» **Exercise aim**
The reply must consist of one number: how many lines of the data include the word "present".
(Beginning of Material for this task)
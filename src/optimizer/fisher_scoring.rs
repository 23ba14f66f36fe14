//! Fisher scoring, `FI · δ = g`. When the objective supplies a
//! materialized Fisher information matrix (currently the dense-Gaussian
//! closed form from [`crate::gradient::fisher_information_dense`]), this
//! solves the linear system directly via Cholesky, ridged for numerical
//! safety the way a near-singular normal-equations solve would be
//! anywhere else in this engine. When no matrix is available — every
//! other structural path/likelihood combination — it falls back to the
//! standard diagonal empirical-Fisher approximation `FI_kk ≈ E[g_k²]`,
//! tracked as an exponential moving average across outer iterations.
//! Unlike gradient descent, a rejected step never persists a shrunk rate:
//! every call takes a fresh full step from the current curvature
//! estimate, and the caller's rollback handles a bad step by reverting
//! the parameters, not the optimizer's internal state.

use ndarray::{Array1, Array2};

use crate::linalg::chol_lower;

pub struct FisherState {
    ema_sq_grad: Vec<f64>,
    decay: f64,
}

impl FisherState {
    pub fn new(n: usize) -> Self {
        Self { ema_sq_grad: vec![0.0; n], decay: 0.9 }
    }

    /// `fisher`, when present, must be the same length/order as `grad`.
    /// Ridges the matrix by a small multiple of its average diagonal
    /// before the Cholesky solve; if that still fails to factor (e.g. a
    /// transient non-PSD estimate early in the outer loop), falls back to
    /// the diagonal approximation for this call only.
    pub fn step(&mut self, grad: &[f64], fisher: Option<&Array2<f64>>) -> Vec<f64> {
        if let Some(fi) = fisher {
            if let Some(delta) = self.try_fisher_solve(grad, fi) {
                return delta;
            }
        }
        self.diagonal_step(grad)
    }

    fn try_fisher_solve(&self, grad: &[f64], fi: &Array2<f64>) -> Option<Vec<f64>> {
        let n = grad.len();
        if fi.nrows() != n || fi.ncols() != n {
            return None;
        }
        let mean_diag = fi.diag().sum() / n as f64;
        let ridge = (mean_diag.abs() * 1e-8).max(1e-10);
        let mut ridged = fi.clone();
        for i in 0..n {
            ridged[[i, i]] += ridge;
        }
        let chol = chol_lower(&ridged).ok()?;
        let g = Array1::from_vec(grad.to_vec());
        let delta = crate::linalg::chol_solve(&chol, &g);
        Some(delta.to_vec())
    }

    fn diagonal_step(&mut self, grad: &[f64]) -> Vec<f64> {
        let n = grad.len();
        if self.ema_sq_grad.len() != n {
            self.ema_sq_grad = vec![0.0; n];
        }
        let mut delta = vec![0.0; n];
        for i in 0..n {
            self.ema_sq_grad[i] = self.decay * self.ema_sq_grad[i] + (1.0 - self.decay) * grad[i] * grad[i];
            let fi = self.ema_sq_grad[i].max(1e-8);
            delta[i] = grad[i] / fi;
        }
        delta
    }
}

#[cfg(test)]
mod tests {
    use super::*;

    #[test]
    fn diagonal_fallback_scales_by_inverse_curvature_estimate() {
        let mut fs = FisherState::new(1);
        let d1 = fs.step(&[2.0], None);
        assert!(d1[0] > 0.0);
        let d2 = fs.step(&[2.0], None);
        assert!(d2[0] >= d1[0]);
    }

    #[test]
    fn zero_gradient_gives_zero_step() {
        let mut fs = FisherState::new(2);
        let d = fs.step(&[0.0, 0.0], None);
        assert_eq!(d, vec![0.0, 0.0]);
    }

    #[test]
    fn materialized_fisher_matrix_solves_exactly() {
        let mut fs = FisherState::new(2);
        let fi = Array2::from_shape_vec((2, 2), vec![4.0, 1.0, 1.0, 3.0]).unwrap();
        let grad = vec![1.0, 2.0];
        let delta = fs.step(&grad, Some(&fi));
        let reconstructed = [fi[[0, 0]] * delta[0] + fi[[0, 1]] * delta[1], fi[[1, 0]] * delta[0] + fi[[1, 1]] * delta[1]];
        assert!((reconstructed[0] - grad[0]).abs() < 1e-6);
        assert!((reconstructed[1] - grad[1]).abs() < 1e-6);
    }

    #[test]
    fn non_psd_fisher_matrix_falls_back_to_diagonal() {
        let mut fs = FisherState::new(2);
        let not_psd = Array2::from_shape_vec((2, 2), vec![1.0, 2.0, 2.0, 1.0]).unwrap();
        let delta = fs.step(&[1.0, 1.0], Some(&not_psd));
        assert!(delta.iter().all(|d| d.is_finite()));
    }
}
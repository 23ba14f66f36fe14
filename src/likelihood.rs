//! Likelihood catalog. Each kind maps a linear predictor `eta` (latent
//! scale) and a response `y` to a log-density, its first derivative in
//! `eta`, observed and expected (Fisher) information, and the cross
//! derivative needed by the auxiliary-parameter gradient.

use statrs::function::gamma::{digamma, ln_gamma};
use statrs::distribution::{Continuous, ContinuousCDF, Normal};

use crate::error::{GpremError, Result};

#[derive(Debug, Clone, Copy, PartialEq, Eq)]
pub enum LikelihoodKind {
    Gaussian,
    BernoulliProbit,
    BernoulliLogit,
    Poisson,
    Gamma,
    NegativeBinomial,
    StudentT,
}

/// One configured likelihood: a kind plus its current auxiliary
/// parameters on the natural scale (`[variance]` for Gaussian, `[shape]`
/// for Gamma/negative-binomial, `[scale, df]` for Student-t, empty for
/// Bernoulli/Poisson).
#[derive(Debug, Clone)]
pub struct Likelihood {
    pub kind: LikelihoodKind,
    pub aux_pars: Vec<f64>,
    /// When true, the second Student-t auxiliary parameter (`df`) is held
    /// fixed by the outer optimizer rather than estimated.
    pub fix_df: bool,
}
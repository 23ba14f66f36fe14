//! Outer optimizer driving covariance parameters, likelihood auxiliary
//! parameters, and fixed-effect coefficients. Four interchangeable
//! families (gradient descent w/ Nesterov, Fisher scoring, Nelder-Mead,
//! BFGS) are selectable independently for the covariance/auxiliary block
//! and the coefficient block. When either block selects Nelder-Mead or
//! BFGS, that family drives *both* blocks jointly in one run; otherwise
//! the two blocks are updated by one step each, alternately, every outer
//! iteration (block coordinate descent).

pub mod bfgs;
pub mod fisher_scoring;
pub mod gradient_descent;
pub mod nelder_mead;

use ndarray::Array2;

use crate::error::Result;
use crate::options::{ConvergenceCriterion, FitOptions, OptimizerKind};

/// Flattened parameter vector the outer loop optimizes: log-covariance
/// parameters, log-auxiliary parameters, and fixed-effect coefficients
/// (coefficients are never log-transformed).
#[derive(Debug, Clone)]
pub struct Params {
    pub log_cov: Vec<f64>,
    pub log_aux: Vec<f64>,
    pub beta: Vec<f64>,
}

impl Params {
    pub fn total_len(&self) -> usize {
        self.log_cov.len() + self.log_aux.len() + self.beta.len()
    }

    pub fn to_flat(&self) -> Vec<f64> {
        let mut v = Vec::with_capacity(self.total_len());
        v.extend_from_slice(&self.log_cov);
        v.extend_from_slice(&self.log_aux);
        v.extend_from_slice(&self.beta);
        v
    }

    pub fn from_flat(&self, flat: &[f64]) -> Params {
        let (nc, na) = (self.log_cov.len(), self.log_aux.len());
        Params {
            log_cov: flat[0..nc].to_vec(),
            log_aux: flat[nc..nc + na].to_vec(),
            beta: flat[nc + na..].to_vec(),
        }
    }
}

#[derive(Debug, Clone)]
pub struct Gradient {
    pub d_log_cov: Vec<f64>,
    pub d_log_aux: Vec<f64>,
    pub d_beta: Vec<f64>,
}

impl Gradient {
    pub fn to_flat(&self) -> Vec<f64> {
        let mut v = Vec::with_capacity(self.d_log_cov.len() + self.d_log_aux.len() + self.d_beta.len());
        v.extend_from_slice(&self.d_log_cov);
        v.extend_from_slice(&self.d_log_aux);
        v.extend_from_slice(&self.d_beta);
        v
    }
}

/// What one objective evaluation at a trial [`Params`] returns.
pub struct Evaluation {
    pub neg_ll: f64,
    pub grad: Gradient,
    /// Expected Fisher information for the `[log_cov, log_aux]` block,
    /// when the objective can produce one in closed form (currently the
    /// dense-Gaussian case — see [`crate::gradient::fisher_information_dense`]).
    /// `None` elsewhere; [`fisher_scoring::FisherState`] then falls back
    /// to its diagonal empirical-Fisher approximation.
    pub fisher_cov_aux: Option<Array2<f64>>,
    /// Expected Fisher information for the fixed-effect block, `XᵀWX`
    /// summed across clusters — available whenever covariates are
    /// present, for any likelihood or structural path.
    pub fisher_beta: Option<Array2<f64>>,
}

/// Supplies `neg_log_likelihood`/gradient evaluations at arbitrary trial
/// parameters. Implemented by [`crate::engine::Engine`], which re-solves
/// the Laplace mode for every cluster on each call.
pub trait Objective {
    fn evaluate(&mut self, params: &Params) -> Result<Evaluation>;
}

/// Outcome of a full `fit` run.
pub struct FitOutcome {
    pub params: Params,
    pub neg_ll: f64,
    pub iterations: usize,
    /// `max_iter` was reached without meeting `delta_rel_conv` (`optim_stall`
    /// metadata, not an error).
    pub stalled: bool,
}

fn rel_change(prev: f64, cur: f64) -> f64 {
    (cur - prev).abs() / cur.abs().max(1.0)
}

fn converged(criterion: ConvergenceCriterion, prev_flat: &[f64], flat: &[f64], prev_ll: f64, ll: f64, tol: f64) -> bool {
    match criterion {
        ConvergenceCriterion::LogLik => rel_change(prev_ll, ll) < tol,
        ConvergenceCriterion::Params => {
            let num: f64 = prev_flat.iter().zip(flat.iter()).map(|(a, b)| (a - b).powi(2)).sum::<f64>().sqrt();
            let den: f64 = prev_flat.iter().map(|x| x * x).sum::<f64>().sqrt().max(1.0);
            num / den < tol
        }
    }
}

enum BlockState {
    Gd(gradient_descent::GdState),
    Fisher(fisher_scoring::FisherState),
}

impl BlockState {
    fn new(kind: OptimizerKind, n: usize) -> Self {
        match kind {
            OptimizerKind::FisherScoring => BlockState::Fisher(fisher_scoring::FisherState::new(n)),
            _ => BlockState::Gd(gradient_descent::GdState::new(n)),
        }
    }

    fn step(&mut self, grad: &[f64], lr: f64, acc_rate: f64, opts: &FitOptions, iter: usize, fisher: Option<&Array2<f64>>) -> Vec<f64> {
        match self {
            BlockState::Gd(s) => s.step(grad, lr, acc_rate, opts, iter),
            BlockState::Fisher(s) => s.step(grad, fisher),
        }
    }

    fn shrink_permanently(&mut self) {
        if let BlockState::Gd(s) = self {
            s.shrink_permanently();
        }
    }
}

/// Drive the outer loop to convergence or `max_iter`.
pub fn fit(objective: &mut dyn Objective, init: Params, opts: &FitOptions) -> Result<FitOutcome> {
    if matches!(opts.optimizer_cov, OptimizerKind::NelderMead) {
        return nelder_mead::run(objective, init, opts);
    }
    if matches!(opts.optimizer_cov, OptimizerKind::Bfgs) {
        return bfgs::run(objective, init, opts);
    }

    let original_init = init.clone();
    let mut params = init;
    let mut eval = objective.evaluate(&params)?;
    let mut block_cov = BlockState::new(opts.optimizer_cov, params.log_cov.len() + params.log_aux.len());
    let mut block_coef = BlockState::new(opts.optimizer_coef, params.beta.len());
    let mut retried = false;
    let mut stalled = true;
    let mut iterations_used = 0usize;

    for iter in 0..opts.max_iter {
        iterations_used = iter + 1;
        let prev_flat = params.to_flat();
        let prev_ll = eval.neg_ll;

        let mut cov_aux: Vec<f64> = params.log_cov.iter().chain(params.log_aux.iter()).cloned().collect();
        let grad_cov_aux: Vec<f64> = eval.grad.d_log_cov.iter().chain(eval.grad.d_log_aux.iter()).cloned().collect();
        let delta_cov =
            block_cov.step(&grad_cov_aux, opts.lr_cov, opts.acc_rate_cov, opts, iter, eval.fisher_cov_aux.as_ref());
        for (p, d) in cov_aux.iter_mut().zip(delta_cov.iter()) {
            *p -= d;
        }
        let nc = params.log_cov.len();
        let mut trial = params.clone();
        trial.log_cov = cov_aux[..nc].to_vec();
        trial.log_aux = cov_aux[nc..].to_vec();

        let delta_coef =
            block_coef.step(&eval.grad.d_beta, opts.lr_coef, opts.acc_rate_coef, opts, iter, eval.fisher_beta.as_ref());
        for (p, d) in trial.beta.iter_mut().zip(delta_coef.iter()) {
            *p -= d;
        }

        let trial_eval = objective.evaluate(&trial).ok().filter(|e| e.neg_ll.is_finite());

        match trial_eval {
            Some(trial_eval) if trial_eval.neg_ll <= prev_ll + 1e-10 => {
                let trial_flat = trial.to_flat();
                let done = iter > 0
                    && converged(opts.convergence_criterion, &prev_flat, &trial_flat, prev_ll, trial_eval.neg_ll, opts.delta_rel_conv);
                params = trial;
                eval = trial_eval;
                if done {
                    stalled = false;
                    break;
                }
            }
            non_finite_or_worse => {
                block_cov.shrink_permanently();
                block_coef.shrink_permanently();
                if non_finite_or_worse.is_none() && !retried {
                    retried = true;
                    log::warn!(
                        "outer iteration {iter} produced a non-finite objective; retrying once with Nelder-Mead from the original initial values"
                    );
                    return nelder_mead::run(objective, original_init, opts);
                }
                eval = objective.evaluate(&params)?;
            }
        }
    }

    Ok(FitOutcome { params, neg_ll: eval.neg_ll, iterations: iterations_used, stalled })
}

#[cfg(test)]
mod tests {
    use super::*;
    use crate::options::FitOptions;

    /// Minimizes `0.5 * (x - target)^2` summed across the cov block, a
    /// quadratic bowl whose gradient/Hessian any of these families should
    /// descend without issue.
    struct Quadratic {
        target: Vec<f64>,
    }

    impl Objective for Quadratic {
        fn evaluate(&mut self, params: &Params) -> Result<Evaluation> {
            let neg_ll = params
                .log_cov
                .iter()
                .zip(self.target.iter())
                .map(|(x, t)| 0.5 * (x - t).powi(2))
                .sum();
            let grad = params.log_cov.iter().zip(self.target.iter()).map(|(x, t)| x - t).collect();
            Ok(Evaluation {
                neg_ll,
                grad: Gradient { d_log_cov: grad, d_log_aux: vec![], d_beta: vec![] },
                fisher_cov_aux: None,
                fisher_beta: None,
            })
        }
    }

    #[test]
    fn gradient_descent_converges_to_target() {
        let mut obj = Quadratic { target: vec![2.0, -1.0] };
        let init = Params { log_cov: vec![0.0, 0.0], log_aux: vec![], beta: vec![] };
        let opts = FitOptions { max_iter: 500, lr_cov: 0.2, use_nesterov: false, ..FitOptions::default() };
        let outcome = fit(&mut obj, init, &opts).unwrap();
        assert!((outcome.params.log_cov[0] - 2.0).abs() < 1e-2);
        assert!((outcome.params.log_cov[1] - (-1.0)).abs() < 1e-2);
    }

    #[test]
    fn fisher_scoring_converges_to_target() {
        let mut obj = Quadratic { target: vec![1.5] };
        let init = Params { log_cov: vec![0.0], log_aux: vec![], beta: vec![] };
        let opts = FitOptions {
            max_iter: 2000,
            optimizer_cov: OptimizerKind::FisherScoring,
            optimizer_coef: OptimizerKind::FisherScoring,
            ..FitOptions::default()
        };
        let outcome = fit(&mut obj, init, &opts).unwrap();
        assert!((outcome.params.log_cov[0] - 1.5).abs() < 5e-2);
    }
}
(End of Material for this task)
» **Exercise answer**
2